# [AVAILABLE RECORDS]

>>>

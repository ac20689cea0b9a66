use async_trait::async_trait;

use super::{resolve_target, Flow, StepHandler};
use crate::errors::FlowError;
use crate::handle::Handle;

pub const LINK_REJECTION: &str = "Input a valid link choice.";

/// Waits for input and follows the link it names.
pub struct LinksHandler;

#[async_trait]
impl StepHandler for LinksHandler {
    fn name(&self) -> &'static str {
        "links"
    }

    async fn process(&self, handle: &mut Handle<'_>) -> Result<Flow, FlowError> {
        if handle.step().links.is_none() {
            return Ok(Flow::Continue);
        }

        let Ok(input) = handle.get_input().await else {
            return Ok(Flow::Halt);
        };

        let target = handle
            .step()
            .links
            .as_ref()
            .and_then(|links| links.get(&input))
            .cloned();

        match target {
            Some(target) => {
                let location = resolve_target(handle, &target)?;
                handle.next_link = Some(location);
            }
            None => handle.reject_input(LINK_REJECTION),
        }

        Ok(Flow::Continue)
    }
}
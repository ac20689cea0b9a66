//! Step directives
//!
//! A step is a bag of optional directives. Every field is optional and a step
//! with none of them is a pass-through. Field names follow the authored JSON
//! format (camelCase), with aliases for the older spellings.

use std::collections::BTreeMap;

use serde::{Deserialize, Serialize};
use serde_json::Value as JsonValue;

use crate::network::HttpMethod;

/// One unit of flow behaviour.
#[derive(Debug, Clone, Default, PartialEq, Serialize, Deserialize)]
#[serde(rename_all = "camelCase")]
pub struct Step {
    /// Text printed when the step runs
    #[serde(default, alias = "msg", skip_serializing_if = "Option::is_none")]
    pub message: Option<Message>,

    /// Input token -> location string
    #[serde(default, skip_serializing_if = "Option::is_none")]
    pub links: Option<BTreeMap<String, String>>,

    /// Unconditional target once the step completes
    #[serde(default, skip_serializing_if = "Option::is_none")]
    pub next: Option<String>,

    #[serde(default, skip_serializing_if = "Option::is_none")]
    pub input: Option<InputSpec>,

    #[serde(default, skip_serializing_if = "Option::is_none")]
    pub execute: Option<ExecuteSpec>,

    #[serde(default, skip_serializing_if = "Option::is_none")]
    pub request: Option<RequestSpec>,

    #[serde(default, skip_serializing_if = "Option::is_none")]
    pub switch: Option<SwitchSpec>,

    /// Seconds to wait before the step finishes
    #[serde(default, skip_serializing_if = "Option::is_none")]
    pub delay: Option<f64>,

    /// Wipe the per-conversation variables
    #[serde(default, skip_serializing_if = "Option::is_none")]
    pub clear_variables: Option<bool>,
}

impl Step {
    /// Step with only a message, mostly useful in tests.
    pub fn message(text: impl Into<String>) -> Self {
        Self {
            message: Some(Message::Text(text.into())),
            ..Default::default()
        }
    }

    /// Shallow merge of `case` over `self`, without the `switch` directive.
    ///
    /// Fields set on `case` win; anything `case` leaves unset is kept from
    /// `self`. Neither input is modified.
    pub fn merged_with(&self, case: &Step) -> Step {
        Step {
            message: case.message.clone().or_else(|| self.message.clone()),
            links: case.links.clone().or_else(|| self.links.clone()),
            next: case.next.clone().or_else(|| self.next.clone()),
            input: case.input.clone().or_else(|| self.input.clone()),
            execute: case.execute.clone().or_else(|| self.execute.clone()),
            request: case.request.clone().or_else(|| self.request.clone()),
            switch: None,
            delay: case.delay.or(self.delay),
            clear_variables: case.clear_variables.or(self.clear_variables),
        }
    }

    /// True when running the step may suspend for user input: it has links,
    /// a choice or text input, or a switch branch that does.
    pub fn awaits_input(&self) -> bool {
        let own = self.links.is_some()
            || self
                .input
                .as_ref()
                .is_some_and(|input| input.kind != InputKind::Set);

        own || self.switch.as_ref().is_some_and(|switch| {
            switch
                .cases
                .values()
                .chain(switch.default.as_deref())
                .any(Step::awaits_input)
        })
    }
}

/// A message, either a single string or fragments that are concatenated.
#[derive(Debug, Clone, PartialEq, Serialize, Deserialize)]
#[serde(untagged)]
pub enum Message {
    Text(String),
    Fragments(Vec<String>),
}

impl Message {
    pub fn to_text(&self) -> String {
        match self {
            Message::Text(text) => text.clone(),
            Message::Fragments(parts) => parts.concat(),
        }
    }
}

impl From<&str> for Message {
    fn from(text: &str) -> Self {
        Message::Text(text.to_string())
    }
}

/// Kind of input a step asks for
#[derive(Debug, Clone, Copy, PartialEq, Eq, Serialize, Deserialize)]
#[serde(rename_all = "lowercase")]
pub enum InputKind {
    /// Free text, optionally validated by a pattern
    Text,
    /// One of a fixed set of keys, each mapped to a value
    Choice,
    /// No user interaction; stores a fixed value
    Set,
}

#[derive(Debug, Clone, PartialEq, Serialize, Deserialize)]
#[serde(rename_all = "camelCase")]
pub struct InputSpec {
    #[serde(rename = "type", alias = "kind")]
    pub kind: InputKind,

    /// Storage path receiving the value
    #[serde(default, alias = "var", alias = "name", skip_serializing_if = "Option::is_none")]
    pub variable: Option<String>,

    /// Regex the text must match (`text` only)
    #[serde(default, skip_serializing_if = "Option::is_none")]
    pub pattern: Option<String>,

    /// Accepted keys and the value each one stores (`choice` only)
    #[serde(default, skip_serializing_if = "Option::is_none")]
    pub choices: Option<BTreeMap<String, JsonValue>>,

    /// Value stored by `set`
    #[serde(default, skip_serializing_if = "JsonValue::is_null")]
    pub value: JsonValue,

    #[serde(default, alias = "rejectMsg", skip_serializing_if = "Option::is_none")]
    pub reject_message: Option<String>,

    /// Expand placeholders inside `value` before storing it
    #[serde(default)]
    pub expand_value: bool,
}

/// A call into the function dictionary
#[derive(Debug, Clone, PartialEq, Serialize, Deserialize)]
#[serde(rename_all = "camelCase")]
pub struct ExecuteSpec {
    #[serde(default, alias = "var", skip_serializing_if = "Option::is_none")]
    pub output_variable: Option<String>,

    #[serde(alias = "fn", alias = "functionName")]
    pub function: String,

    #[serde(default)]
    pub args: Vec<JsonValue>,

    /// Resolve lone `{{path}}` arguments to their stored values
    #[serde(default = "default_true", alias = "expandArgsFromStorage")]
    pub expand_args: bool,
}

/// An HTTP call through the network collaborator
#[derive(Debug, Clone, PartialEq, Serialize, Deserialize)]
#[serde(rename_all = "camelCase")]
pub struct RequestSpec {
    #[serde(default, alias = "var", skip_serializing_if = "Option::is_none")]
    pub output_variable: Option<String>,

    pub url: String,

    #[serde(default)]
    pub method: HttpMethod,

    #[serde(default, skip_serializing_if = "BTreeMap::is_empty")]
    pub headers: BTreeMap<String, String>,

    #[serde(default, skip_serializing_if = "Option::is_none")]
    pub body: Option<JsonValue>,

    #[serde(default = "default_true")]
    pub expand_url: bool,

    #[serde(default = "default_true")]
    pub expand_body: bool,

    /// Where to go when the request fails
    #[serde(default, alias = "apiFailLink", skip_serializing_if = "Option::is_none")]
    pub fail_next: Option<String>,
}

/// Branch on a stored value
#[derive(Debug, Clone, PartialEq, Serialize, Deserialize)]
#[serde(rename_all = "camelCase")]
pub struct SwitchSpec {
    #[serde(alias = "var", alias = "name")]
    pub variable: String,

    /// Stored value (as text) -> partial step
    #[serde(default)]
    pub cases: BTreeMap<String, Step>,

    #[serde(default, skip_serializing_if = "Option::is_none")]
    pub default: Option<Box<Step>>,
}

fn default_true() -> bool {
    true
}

<<<

# [EXERCISE DIRECTIONS]
Copy every line where the word "enum" is present in the entries above.

# [REPLY TO THE EXERCISE]
pub enum Message {
pub enum InputKind {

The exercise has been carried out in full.